• _Problem to work on_: What is needed here is a word-for-word copy of all the entries below.

Saved data entries
--------------------------------------------------

//! Fallible construction for validated payload types.
//!
//! Command payloads that carry invariants (a non-empty component name, a
//! positive slice count) implement [`TryNew`]. Smart constructors on an
//! algebra call `try_new` and surface the failure as a construction error
//! before any command exists, so an invalid command never reaches the
//! engine.
//!
//! | Pattern | Use When |
//! |---------|----------|
//! | `new()` | Construction always succeeds |
//! | [`TryNew`] | Construction validates its input |
//! | `TryFrom<T>` | Converting from another type |

/// Trait for fallible construction with validation.
///
/// Types implementing `TryNew` should not also expose a plain `new()`
/// performing the same validation; the `try_` prefix keeps fallibility
/// visible at the call site.
///
/// # Example
///
/// ```
/// use hfm_types::TryNew;
///
/// #[derive(Debug)]
/// struct Slices(u8);
///
/// #[derive(Debug, PartialEq)]
/// struct NoSlices;
///
/// impl TryNew for Slices {
///     type Error = NoSlices;
///     type Args = u8;
///
///     fn try_new(count: u8) -> Result<Self, Self::Error> {
///         if count == 0 {
///             return Err(NoSlices);
///         }
///         Ok(Slices(count))
///     }
/// }
///
/// assert!(Slices::try_new(8).is_ok());
/// assert_eq!(Slices::try_new(0).unwrap_err(), NoSlices);
/// ```
pub trait TryNew {
    /// The error returned when validation fails.
    type Error;

    /// Arguments required for construction (a tuple for several).
    type Args;

    /// Attempts to create a new instance.
    ///
    /// # Errors
    ///
    /// Returns `Self::Error` if validation fails. Validation must be pure.
    fn try_new(args: Self::Args) -> Result<Self, Self::Error>
    where
        Self: Sized;
}
//! Identifier types for HFM.

use serde::Serialize;
use uuid::{uuid, Uuid};

/// HFM namespace UUID for deterministic UUID v5 generation.
const HFM_NAMESPACE: Uuid = uuid!("6f1c2a8e-3b7d-4c59-9e0a-52d4b8f7a913");

/// Identity of a Command Algebra.
///
/// The UUID is derived from the algebra name (UUID v5), so the same
/// algebra has the same identity in every process. Names are
/// `&'static str` because they come from an algebra's `NAME` constant.
///
/// # Example
///
/// ```
/// use hfm_types::AlgebraId;
///
/// let a = AlgebraId::new("sandwich");
/// let b = AlgebraId::new("sandwich");
/// assert_eq!(a, b);
/// assert_eq!(a.name(), "sandwich");
/// assert_ne!(a, AlgebraId::new("pizza"));
/// ```
#[derive(Debug, Clone, Copy, PartialEq, Eq, Hash, Serialize)]
pub struct AlgebraId {
    uuid: Uuid,
    name: &'static str,
}

impl AlgebraId {
    /// Creates the identity for the algebra called `name`.
    #[must_use]
    pub fn new(name: &'static str) -> Self {
        Self {
            uuid: Uuid::new_v5(&HFM_NAMESPACE, name.as_bytes()),
            name,
        }
    }

    /// Returns the algebra name.
    #[must_use]
    pub fn name(&self) -> &'static str {
        self.name
    }

    /// Returns the deterministic UUID.
    #[must_use]
    pub fn uuid(&self) -> Uuid {
        self.uuid
    }
}

impl std::fmt::Display for AlgebraId {
    fn fmt(&self, f: &mut std::fmt::Formatter<'_>) -> std::fmt::Result {
        write!(f, "algebra:{}", self.name)
    }
}

/// Identifier for one `execute` call, shared by every nested child run.
///
/// Used to correlate log lines, observer records and errors.
///
/// # Example
///
/// ```
/// use hfm_types::RunId;
///
/// let a = RunId::new();
/// let b = RunId::new();
/// assert_ne!(a, b);
/// assert!(a.to_string().starts_with("run:"));
/// ```
#[derive(Debug, Clone, Copy, PartialEq, Eq, Hash, Serialize)]
pub struct RunId(pub Uuid);

impl RunId {
    /// Creates a new random run ID.
    #[must_use]
    pub fn new() -> Self {
        Self(Uuid::new_v4())
    }

    /// Returns the underlying UUID.
    #[must_use]
    pub fn uuid(&self) -> Uuid {
        self.0
    }
}

impl Default for RunId {
    fn default() -> Self {
        Self::new()
    }
}

impl std::fmt::Display for RunId {
    fn fmt(&self, f: &mut std::fmt::Formatter<'_>) -> std::fmt::Result {
        write!(f, "run:{}", self.0)
    }
}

--------------------------------------------------

• _Answer section_:
//! Fallible construction for validated payload types.
//!
//! Command payloads that carry invariants (a non-empty component name, a
//! positive slice count) implement [`TryNew`]. Smart constructors on an
//! algebra call `try_new` and surface the failure as a construction error
//! before any command exists, so an invalid command never reaches the
//! engine.
//!
//! | Pattern | Use When |
//! |---------|----------|
//! | `new()` | Construction always succeeds |
//! | [`TryNew`] | Construction validates its input |
//! | `TryFrom<T>` | Converting from another type |

/// Trait for fallible construction with validation.
///
/// Types implementing `TryNew` should not also expose a plain `new()`
/// performing the same validation; the `try_` prefix keeps fallibility
/// visible at the call site.
///
/// # Example
///
/// ```
/// use hfm_types::TryNew;
///
/// #[derive(Debug)]
/// struct Slices(u8);
///
/// #[derive(Debug, PartialEq)]
/// struct NoSlices;
///
/// impl TryNew for Slices {
///     type Error = NoSlices;
///     type Args = u8;
///
///     fn try_new(count: u8) -> Result<Self, Self::Error> {
///         if count == 0 {
///             return Err(NoSlices);
///         }
///         Ok(Slices(count))
///     }
/// }
///
/// assert!(Slices::try_new(8).is_ok());
/// assert_eq!(Slices::try_new(0).unwrap_err(), NoSlices);
/// ```
pub trait TryNew {
    /// The error returned when validation fails.
    type Error;

    /// Arguments required for construction (a tuple for several).
    type Args;

    /// Attempts to create a new instance.
    ///
    /// # Errors
    ///
    /// Returns `Self::Error` if validation fails. Validation must be pure.
    fn try_new(args: Self::Args) -> Result<Self, Self::Error>
    where
        Self: Sized;
}
//! Identifier types for HFM.

use serde::Serialize;
use uuid::{uuid, Uuid};

/// HFM namespace UUID for deterministic UUID v5 generation.
const HFM_NAMESPACE: Uuid = uuid!("6f1c2a8e-3b7d-4c59-9e0a-52d4b8f7a913");

/// Identity of a Command Algebra.
///
/// The UUID is derived from the algebra name (UUID v5), so the same
/// algebra has the same identity in every process. Names are
/// `&'static str` because they come from an algebra's `NAME` constant.
///
/// # Example
///
/// ```
/// use hfm_types::AlgebraId;
///
/// let a = AlgebraId::new("sandwich");
/// let b = AlgebraId::new("sandwich");
/// assert_eq!(a, b);
/// assert_eq!(a.name(), "sandwich");
/// assert_ne!(a, AlgebraId::new("pizza"));
/// ```
#[derive(Debug, Clone, Copy, PartialEq, Eq, Hash, Serialize)]
pub struct AlgebraId {
    uuid: Uuid,
    name: &'static str,
}

impl AlgebraId {
    /// Creates the identity for the algebra called `name`.
    #[must_use]
    pub fn new(name: &'static str) -> Self {
        Self {
            uuid: Uuid::new_v5(&HFM_NAMESPACE, name.as_bytes()),
            name,
        }
    }

    /// Returns the algebra name.
    #[must_use]
    pub fn name(&self) -> &'static str {
        self.name
    }

    /// Returns the deterministic UUID.
    #[must_use]
    pub fn uuid(&self) -> Uuid {
        self.uuid
    }
}

impl std::fmt::Display for AlgebraId {
    fn fmt(&self, f: &mut std::fmt::Formatter<'_>) -> std::fmt::Result {
        write!(f, "algebra:{}", self.name)
    }
}

/// Identifier for one `execute` call, shared by every nested child run.
///
/// Used to correlate log lines, observer records and errors.
///
/// # Example
///
/// ```
/// use hfm_types::RunId;
///
/// let a = RunId::new();
/// let b = RunId::new();
/// assert_ne!(a, b);
/// assert!(a.to_string().starts_with("run:"));
/// ```
#[derive(Debug, Clone, Copy, PartialEq, Eq, Hash, Serialize)]
pub struct RunId(pub Uuid);

impl RunId {
    /// Creates a new random run ID.
    #[must_use]
    pub fn new() -> Self {
        Self(Uuid::new_v4())
    }

    /// Returns the underlying UUID.
    #[must_use]
    pub fn uuid(&self) -> Uuid {
        self.0
    }
}

impl Default for RunId {
    fn default() -> Self {
        Self::new()
    }
}

impl std::fmt::Display for RunId {
    fn fmt(&self, f: &mut std::fmt::Formatter<'_>) -> std::fmt::Result {
        write!(f, "run:{}", self.0)
    }
}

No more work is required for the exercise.